API for detecting objects in images and video streams using Tensorflow

Install / Use

/learn @snowzach/Doods2
About this skill

Quality Score

0/100

Supported Platforms

Universal

README

DOODS2 - Return of DOODS

Dedicated Open Object Detection Service - Yes, it's a backronym...

DOODS is a REST service that detects objects in images or video streams. It's designed to be very easy to use, run as a container and available remotely. It also supports GPUs and EdgeTPU hardware acceleration.

DOODS2 is a rewrite of DOODS in Python. It supports the exact same REST api endpoints as the original DOODS but it also includes endpoints for handling streaming feeds with realtime feedback as annotated video and websocket JSON detection data.

Why Python you may ask... Well, lots of machine learning stuff is in Python and there is pretty good support for Object Detection and helpers in Python. Maintaining the code in Go was a huge pain. DOODS2 is designed to have a compatible API specification with DOODS as well as adding some additional features. It's my hope that in Python I might get a little more interest from the community in maintaining it and adding features.
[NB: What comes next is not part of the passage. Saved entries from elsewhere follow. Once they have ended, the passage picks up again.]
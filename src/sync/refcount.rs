//! Arquivo: sync/refcount.rs
//!
//! Propósito: Contagem de referências atômica.
//! Usada para a contagem de handles abertos de um objeto GEM: não é a
//! contagem de vida do objeto (essa é o `Arc`), e sim o gatilho que
//! aposenta o nome global quando o último handle fecha.
//!
//! Detalhes de Implementação:
//! - Usa `AtomicUsize` para thread-safety.
//! - Semântica Acquire/Release ao decrementar a última referência.

use core::sync::atomic::{fence, AtomicUsize, Ordering};

/// Contador de referências atômico
#[derive(Debug)]
pub struct RefCount {
    count: AtomicUsize,
}

impl RefCount {
    /// Cria um novo contador com valor inicial
    pub const fn new(initial: usize) -> Self {
        Self {
            count: AtomicUsize::new(initial),
        }
    }

    /// Incrementa o contador de referências.
    /// Retorna o valor ANTERIOR.
    #[inline]
    pub fn inc(&self) -> usize {
        self.count.fetch_add(1, Ordering::Relaxed)
    }

    /// Decrementa o contador de referências.
    /// Retorna `true` se a contagem chegou a ZERO.
    #[inline]
    #[must_use]
    pub fn dec(&self) -> bool {
        let prev = self.count.fetch_sub(1, Ordering::Release);
        debug_assert!(prev != 0, "RefCount decrementado abaixo de zero");

        if prev == 1 {
            // Quem observa o zero vê todas as escritas dos outros releases
            fence(Ordering::Acquire);
            true
        } else {
            false
        }
    }

    /// Retorna o valor atual (aproximado/relaxado).
    #[inline]
    pub fn get(&self) -> usize {
        self.count.load(Ordering::Relaxed)
    }
}
//! # Synchronization Primitives
//!
//! Primitivas de sincronização usadas pelo GEM.
//!
//! ## Hierarquia de Uso
//!
//! ```text
//! Spinlock   → Tabelas (handles, nomes, offsets): seções curtas, O(cadeia)
//! RefCount   → Contagem de handles abertos por objeto
//! ```
//!
//! ## Regras
//!
//! - **Spinlock**: seção crítica = mutação da tabela (+ clone da referência
//!   em lookups). Nunca chamar callbacks do driver com lock seguro.
//! - **Ordem de Lock**: `names` → `offsets` nunca é necessário; cada
//!   operação toma no máximo um lock de tabela por vez.
//! - **Destruição**: a última referência de um objeto nunca é solta com
//!   lock de tabela seguro.

// =============================================================================
// PRIMITIVAS BÁSICAS
// =============================================================================

/// Contagem de referências atômica
pub mod refcount;

// =============================================================================
// RE-EXPORTS
// =============================================================================

pub use refcount::RefCount;
pub use spin::Mutex as Spinlock;
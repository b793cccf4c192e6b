//! # Configuração do Subsistema GEM
//!
//! Constantes de compilação (página, layout de endereço de mapeamento,
//! ordens padrão das tabelas) e a configuração por dispositivo
//! (`GemConfig`).

use super::error::{GemError, GemResult};
use crate::klib::hash::hashtable::MAX_ORDER;

// =============================================================================
// CONSTANTES DE TAMANHO
// =============================================================================

/// Tamanho de uma página (4 KiB). Objetos GEM são múltiplos disto.
pub const PAGE_SIZE: usize = 4096;

// =============================================================================
// ORDENS PADRÃO DAS TABELAS
// =============================================================================

/// Tabela de handles por cliente (2^6 buckets)
pub const DEFAULT_HANDLE_HASH_ORDER: u32 = 6;

/// Tabela global de nomes (2^8 buckets)
pub const DEFAULT_NAME_HASH_ORDER: u32 = 8;

/// Tabela de offsets de mapeamento (2^12 buckets)
pub const DEFAULT_OFFSET_HASH_ORDER: u32 = 12;

// =============================================================================
// NAMESPACES
// =============================================================================

/// Primeiro handle emitido (0 é inválido)
pub const FIRST_HANDLE: u32 = 1;

/// Primeiro nome global emitido (0 é "sem nome")
pub const FIRST_NAME: u32 = 1;

/// Primeiro token de offset
pub const FIRST_OFFSET_INDEX: u32 = 0;

// =============================================================================
// LAYOUT DO ENDEREÇO DE MAPEAMENTO
// =============================================================================
//
//  63 62 61            40 39                      0
// +-----+----------------+-------------------------+
// | 1 0 |  token (22b)   |  offset no objeto (40b) |
// +-----+----------------+-------------------------+

/// Bits que identificam um endereço GEM
pub const MAPPING_MASK: u64 = 3 << 62;

/// Valor dos bits de `MAPPING_MASK` num endereço GEM
pub const MAPPING_KEY: u64 = 2 << 62;

/// Posição do token dentro do endereço
pub const MAPPING_INDEX_SHIFT: u32 = 40;

/// Maior token representável
pub const MAPPING_MAX_INDEX: u64 = 0x3f_ffff;

// =============================================================================
// CONFIGURAÇÃO POR DISPOSITIVO
// =============================================================================

/// Configuração de um `GemDevice`.
#[derive(Debug, Clone, Copy, PartialEq, Eq)]
pub struct GemConfig {
    pub handle_hash_order: u32,
    pub name_hash_order: u32,
    pub offset_hash_order: u32,
    /// Maior token de offset (inclusive)
    pub max_offset_index: u32,
    /// Com `shift`/`add` != 0 os tokens saem de `KeyTable::insert_any`
    pub offset_key_shift: u32,
    pub offset_key_add: u64,
}

impl Default for GemConfig {
    fn default() -> Self {
        Self {
            handle_hash_order: DEFAULT_HANDLE_HASH_ORDER,
            name_hash_order: DEFAULT_NAME_HASH_ORDER,
            offset_hash_order: DEFAULT_OFFSET_HASH_ORDER,
            max_offset_index: MAPPING_MAX_INDEX as u32,
            offset_key_shift: 0,
            offset_key_add: 0,
        }
    }
}

impl GemConfig {
    pub fn with_handle_hash_order(mut self, order: u32) -> Self {
        self.handle_hash_order = order;
        self
    }

    pub fn with_name_hash_order(mut self, order: u32) -> Self {
        self.name_hash_order = order;
        self
    }

    pub fn with_offset_hash_order(mut self, order: u32) -> Self {
        self.offset_hash_order = order;
        self
    }

    pub fn with_max_offset_index(mut self, max: u32) -> Self {
        self.max_offset_index = max;
        self
    }

    /// Ativa a emissão de tokens alinhada: `(h << shift) + add`.
    pub fn with_offset_alignment(mut self, shift: u32, add: u64) -> Self {
        self.offset_key_shift = shift;
        self.offset_key_add = add;
        self
    }

    /// Tokens emitidos por sondagem de hash em vez do alocador denso?
    pub fn uses_hashed_offsets(&self) -> bool {
        self.offset_key_shift != 0 || self.offset_key_add != 0
    }

    /// Largura em bits do espaço de candidatos no modo `insert_any`.
    pub fn offset_key_bits(&self) -> u32 {
        (self.max_offset_index as u64 + 1).trailing_zeros()
    }

    /// Valida combinações de parâmetros.
    pub fn validate(&self) -> GemResult<()> {
        for order in [
            self.handle_hash_order,
            self.name_hash_order,
            self.offset_hash_order,
        ] {
            if order > MAX_ORDER {
                crate::kerror!("(GEM) Ordem de tabela inválida=", order);
                return Err(GemError::InvalidArgument);
            }
        }

        if self.max_offset_index as u64 > MAPPING_MAX_INDEX {
            crate::kerror!("(GEM) max_offset_index excede o layout=", self.max_offset_index);
            return Err(GemError::InvalidArgument);
        }

        if self.uses_hashed_offsets() {
            let space = self.max_offset_index as u64 + 1;
            // insert_any precisa de pelo menos um bit de chave
            if space < 2 {
                crate::kerror!("(GEM) Espaço de tokens pequeno demais=", space);
                return Err(GemError::InvalidArgument);
            }
            if !space.is_power_of_two() {
                crate::kerror!("(GEM) Espaço de tokens não é potência de 2=", space);
                return Err(GemError::InvalidArgument);
            }
            let shift = self.offset_key_shift;
            if shift >= 64 || (shift > 0 && self.offset_key_add >= 1u64 << shift) {
                crate::kerror!("(GEM) offset_key_add invade o candidato=", self.offset_key_add);
                return Err(GemError::InvalidArgument);
            }
            // O maior token possível ainda precisa caber no endereço
            let largest = (self.max_offset_index as u64)
                .checked_shl(shift)
                .filter(|v| v >> shift == self.max_offset_index as u64)
                .and_then(|v| v.checked_add(self.offset_key_add));
            match largest {
                Some(v) if v <= MAPPING_MAX_INDEX => {}
                _ => {
                    crate::kerror!("(GEM) Token alinhado não cabe no endereço, shift=", shift);
                    return Err(GemError::InvalidArgument);
                }
            }
        }

        Ok(())
    }
}
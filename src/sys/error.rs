//! # Standard Error Codes (Errno)
//!
//! Códigos de erro devolvidos pela camada de ioctl do GEM.
//! Segue a numeração POSIX/Linux; retornos de ioctl usam o valor negado
//! (`as_isize`).

#[repr(i32)]
#[derive(Debug, Clone, Copy, PartialEq, Eq)]
pub enum Errno {
    Success = 0,
    EPERM = 1,   // Operation not permitted
    ENOENT = 2,  // No such file or directory
    EIO = 5,     // I/O error
    EBADF = 9,   // Bad file number
    ENOMEM = 12, // Out of memory
    EFAULT = 14, // Bad address
    EBUSY = 16,  // Device or resource busy
    EEXIST = 17, // File exists
    ENODEV = 19, // No such device
    EINVAL = 22, // Invalid argument
    ENOSPC = 28, // No space left on device
}

impl Errno {
    pub fn as_usize(self) -> usize {
        self as usize
    }

    pub fn as_isize(self) -> isize {
        -(self as i32) as isize
    }

    pub fn as_str(self) -> &'static str {
        match self {
            Self::Success => "Success",
            Self::EPERM => "Operation not permitted",
            Self::ENOENT => "No such file or directory",
            Self::EIO => "I/O error",
            Self::EBADF => "Bad file number",
            Self::ENOMEM => "Out of memory",
            Self::EFAULT => "Bad address",
            Self::EBUSY => "Device or resource busy",
            Self::EEXIST => "File exists",
            Self::ENODEV => "No such device",
            Self::EINVAL => "Invalid argument",
            Self::ENOSPC => "No space left on device",
        }
    }

    /// Converte um código positivo de volta para `Errno`.
    pub fn from_code(code: i32) -> Option<Self> {
        Some(match code {
            0 => Self::Success,
            1 => Self::EPERM,
            2 => Self::ENOENT,
            5 => Self::EIO,
            9 => Self::EBADF,
            12 => Self::ENOMEM,
            14 => Self::EFAULT,
            16 => Self::EBUSY,
            17 => Self::EEXIST,
            19 => Self::ENODEV,
            22 => Self::EINVAL,
            28 => Self::ENOSPC,
            _ => return None,
        })
    }
}

impl core::fmt::Display for Errno {
    fn fmt(&self, f: &mut core::fmt::Formatter<'_>) -> core::fmt::Result {
        f.write_str(self.as_str())
    }
}
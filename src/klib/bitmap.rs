//! Bitmap genérico (crescível)
//!
//! Base do alocador de IDs: cada bit representa um ID em uso.

use alloc::vec::Vec;

/// Falha ao crescer o bitmap.
#[derive(Debug, Clone, Copy, PartialEq, Eq)]
pub struct BitmapGrowError;

/// Bitmap para gerenciamento de bits
#[derive(Debug, Default)]
pub struct Bitmap {
    data: Vec<u64>,
    len: usize,
}

impl Bitmap {
    /// Cria bitmap vazio (zero bits)
    pub const fn new() -> Self {
        Self {
            data: Vec::new(),
            len: 0,
        }
    }

    /// Número de bits endereçáveis
    pub fn len(&self) -> usize {
        self.len
    }

    pub fn is_empty(&self) -> bool {
        self.len == 0
    }

    /// Garante pelo menos `bits` bits, novos bits zerados.
    ///
    /// Usa `try_reserve` para reportar OOM em vez de abortar.
    pub fn grow_to(&mut self, bits: usize) -> Result<(), BitmapGrowError> {
        if bits <= self.len {
            return Ok(());
        }
        let words = bits.div_ceil(64);
        if words > self.data.len() {
            let extra = words - self.data.len();
            self.data
                .try_reserve_exact(extra)
                .map_err(|_| BitmapGrowError)?;
            self.data.resize(words, 0);
        }
        self.len = bits;
        Ok(())
    }

    /// Define um bit
    pub fn set(&mut self, index: usize) {
        debug_assert!(index < self.len);
        let word = index / 64;
        let bit = index % 64;
        self.data[word] |= 1 << bit;
    }

    /// Limpa um bit
    pub fn clear(&mut self, index: usize) {
        debug_assert!(index < self.len);
        let word = index / 64;
        let bit = index % 64;
        self.data[word] &= !(1 << bit);
    }

    /// Testa um bit (fora do range = livre)
    pub fn test(&self, index: usize) -> bool {
        if index >= self.len {
            return false;
        }
        let word = index / 64;
        let bit = index % 64;
        (self.data[word] & (1 << bit)) != 0
    }

    /// Encontra o primeiro bit livre (0) em `start..len`
    pub fn find_first_zero_from(&self, start: usize) -> Option<usize> {
        if start >= self.len {
            return None;
        }
        let first_word = start / 64;
        for (i, &word) in self.data.iter().enumerate().skip(first_word) {
            // Mascarar bits abaixo de `start` na primeira palavra
            let masked = if i == first_word {
                word | ((1u64 << (start % 64)) - 1)
            } else {
                word
            };
            if masked != u64::MAX {
                let index = i * 64 + masked.trailing_ones() as usize;
                if index < self.len {
                    return Some(index);
                }
                return None;
            }
        }
        None
    }

    /// Encontra primeiro bit livre (0)
    pub fn find_first_zero(&self) -> Option<usize> {
        self.find_first_zero_from(0)
    }

    /// Quantidade de bits setados
    pub fn count_ones(&self) -> usize {
        self.data.iter().map(|w| w.count_ones() as usize).sum()
    }
}
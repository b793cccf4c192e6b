//! Testes dos nomes globais

#![cfg(test)]

use std::sync::Arc;

use super::create_test_device;
use crate::gem::config::PAGE_SIZE;
use crate::gem::{GemError, GemName, GemObject};

#[test]
fn test_publish_is_idempotent() {
    let (_driver, device) = create_test_device();
    let registry = device.registry();
    let client = device.open_client().unwrap();
    let obj = device.create_object(PAGE_SIZE).unwrap();
    client.create_handle(&obj).unwrap();

    let first = registry.publish_name(&obj).unwrap();
    let refs = GemObject::refcount(&obj);
    let second = registry.publish_name(&obj).unwrap();

    assert_eq!(first, second);
    assert_eq!(obj.name(), Some(first));
    assert_eq!(registry.name_count(), 1);
    // A segunda publicação não toma referência
    assert_eq!(GemObject::refcount(&obj), refs);
}

#[test]
fn test_name_holds_one_reference() {
    let (_driver, device) = create_test_device();
    let client = device.open_client().unwrap();
    let obj = device.create_object(PAGE_SIZE).unwrap();
    client.create_handle(&obj).unwrap();
    assert_eq!(GemObject::refcount(&obj), 2);

    device.registry().publish_name(&obj).unwrap();
    assert_eq!(GemObject::refcount(&obj), 3);
}

#[test]
fn test_resolve_round_trip() {
    let (_driver, device) = create_test_device();
    let registry = device.registry();
    let client = device.open_client().unwrap();
    let obj = device.create_object(PAGE_SIZE).unwrap();
    client.create_handle(&obj).unwrap();
    let name = registry.publish_name(&obj).unwrap();

    // Local, handle, nome e o resultado da resolução
    let found = registry.resolve_name(name).unwrap();
    assert!(Arc::ptr_eq(&found, &obj));
    assert_eq!(GemObject::refcount(&obj), 4);
}

#[test]
fn test_unknown_name() {
    let (_driver, device) = create_test_device();
    assert_eq!(
        device.registry().resolve_name(GemName(42)).err(),
        Some(GemError::NoSuchName)
    );
    assert_eq!(
        device.registry().resolve_name(GemName(0)).err(),
        Some(GemError::NoSuchName)
    );
}

#[test]
fn test_names_are_dense_from_one() {
    let (_driver, device) = create_test_device();
    let registry = device.registry();
    let client = device.open_client().unwrap();
    let objs: Vec<_> = (0..3)
        .map(|_| device.create_object(PAGE_SIZE).unwrap())
        .collect();
    for obj in &objs {
        client.create_handle(obj).unwrap();
    }

    let names: Vec<_> = objs
        .iter()
        .map(|obj| registry.publish_name(obj).unwrap())
        .collect();
    assert_eq!(names, vec![GemName(1), GemName(2), GemName(3)]);
}

#[test]
fn test_publish_requires_open_handle() {
    let (driver, device) = create_test_device();
    let client = device.open_client().unwrap();
    let obj = device.create_object(PAGE_SIZE).unwrap();
    assert_eq!(
        device.registry().publish_name(&obj).err(),
        Some(GemError::NotFound)
    );

    let handle = client.create_handle(&obj).unwrap();
    drop(obj);

    // Referência tomada antes do último fechamento, publicada depois dele
    let held = client.lookup_handle(handle).unwrap();
    client.delete_handle(handle).unwrap();
    assert_eq!(
        device.registry().publish_name(&held).err(),
        Some(GemError::NotFound)
    );
    assert_eq!(held.name(), None);
    assert_eq!(device.registry().name_count(), 0);

    drop(held);
    assert_eq!(driver.freed(), 1);
}

#[test]
fn test_last_handle_close_retires_name() {
    let (driver, device) = create_test_device();
    let client = device.open_client().unwrap();
    let obj = device.create_object(PAGE_SIZE).unwrap();
    let handle = client.create_handle(&obj).unwrap();
    drop(obj);

    let name = device.flink(&client, handle).unwrap();
    assert_eq!(device.registry().name_count(), 1);

    client.delete_handle(handle).unwrap();
    assert_eq!(device.registry().name_count(), 0);
    assert_eq!(
        device.registry().resolve_name(name).err(),
        Some(GemError::NoSuchName)
    );
    assert_eq!(driver.freed(), 1);
}

#[test]
fn test_name_survives_while_any_handle_is_open() {
    let (driver, device) = create_test_device();
    let a = device.open_client().unwrap();
    let b = device.open_client().unwrap();
    let obj = device.create_object(PAGE_SIZE).unwrap();
    let handle_a = a.create_handle(&obj).unwrap();
    let handle_b = b.create_handle(&obj).unwrap();
    drop(obj);

    let name = device.flink(&a, handle_a).unwrap();
    a.delete_handle(handle_a).unwrap();

    let again = device.registry().resolve_name(name).unwrap();
    assert_eq!(again.name(), Some(name));
    drop(again);

    b.delete_handle(handle_b).unwrap();
    assert!(device.registry().resolve_name(name).is_err());
    assert_eq!(driver.freed(), 1);
}

#[test]
fn test_retired_name_is_reissued() {
    let (_driver, device) = create_test_device();
    let client = device.open_client().unwrap();

    let first = device.create_object(PAGE_SIZE).unwrap();
    let handle = client.create_handle(&first).unwrap();
    let name = device.flink(&client, handle).unwrap();
    client.delete_handle(handle).unwrap();
    assert_eq!(first.name(), None);

    let second = device.create_object(PAGE_SIZE).unwrap();
    let handle = client.create_handle(&second).unwrap();
    assert_eq!(device.flink(&client, handle), Ok(name));

    let found = device.registry().resolve_name(name).unwrap();
    assert!(Arc::ptr_eq(&found, &second));
}

#[test]
fn test_retire_without_name_is_noop() {
    let (_driver, device) = create_test_device();
    let obj = device.create_object(PAGE_SIZE).unwrap();
    device.registry().retire_name(&obj);
    assert_eq!(GemObject::refcount(&obj), 1);
    assert_eq!(device.registry().name_count(), 0);
}
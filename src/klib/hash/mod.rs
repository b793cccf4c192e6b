//! # Hash
//!
//! Tabela hash de chaves inteiras com encadeamento ordenado por bucket.

pub mod hashtable;

pub use hashtable::{hash_long, KeyTable, GOLDEN_RATIO_PRIME_64};

/// Erros da tabela hash
#[derive(Debug, Clone, Copy, PartialEq, Eq)]
pub enum HashError {
    /// Falha ao alocar buckets ou entradas
    OutOfMemory,
    /// Chave já presente na tabela
    DuplicateKey,
    /// Chave não encontrada
    NotFound,
    /// Todo o espaço de chaves de `insert_any` foi tentado
    KeySpaceExhausted,
    /// Parâmetros de espaço de chaves inválidos (bits/shift)
    InvalidKeySpace,
}

impl HashError {
    /// Retorna descrição legível do erro
    pub fn as_str(&self) -> &'static str {
        match self {
            Self::OutOfMemory => "Sem memória para a tabela hash",
            Self::DuplicateKey => "Chave duplicada",
            Self::NotFound => "Chave não encontrada",
            Self::KeySpaceExhausted => "Espaço de chaves esgotado",
            Self::InvalidKeySpace => "Espaço de chaves inválido",
        }
    }
}

impl core::fmt::Display for HashError {
    fn fmt(&self, f: &mut core::fmt::Formatter<'_>) -> core::fmt::Result {
        write!(f, "{}", self.as_str())
    }
}

/// Tipo Result da tabela hash
pub type HashResult<T> = Result<T, HashError>;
DOODS2 drops support for gRPC as I doubt very much anyone used it anyways.

Quickstart in Docker

On your local machine run: docker run -it -p 8080:8080 snowzach/doods2:latest and open a browser to http://localhost:8080 Try uploading an image file or passing it an RTSP video stream. You can make changes to the specification by referencing the Detect Request payload.

Three detectors are included with the base image that you can try.

  • default - coco_ssd_mobilenet_v1_1.0_quant.tflite - A decent and fast Tensorflow light object detector.
  • tensorflow - faster_rcnn_inception_v2_coco_2018_01_28.pb - A much slower but more accurate Tensorflow object detector.
  • yolov5s - https://github.com/ultralytics/yolov5 yolo V5 model - A fast and accurate detector

Docker Images

DOODS2 is distributed in a docker image. There are several tags you can reference to pick the image you like.

  • armv7l - 32 bit ARM devices with a v7 CPU like the Raspberry Pi
    • Does not include PyTorch or Tensorflow Object Detection
  • aarch64 - 64 bit ARM devices with a v8 CPU (Raspberry Pi 64 bit, ODroid, etc)
    • Does not include PyTorch or Tensorflow Object Detection
  • noavx - 64 bit x86_64 architecture WITHOUT avx support. This should run on just about everything.
  • latest - The latest tag references the above 3 tags so if you pick latest it should work on just about everything.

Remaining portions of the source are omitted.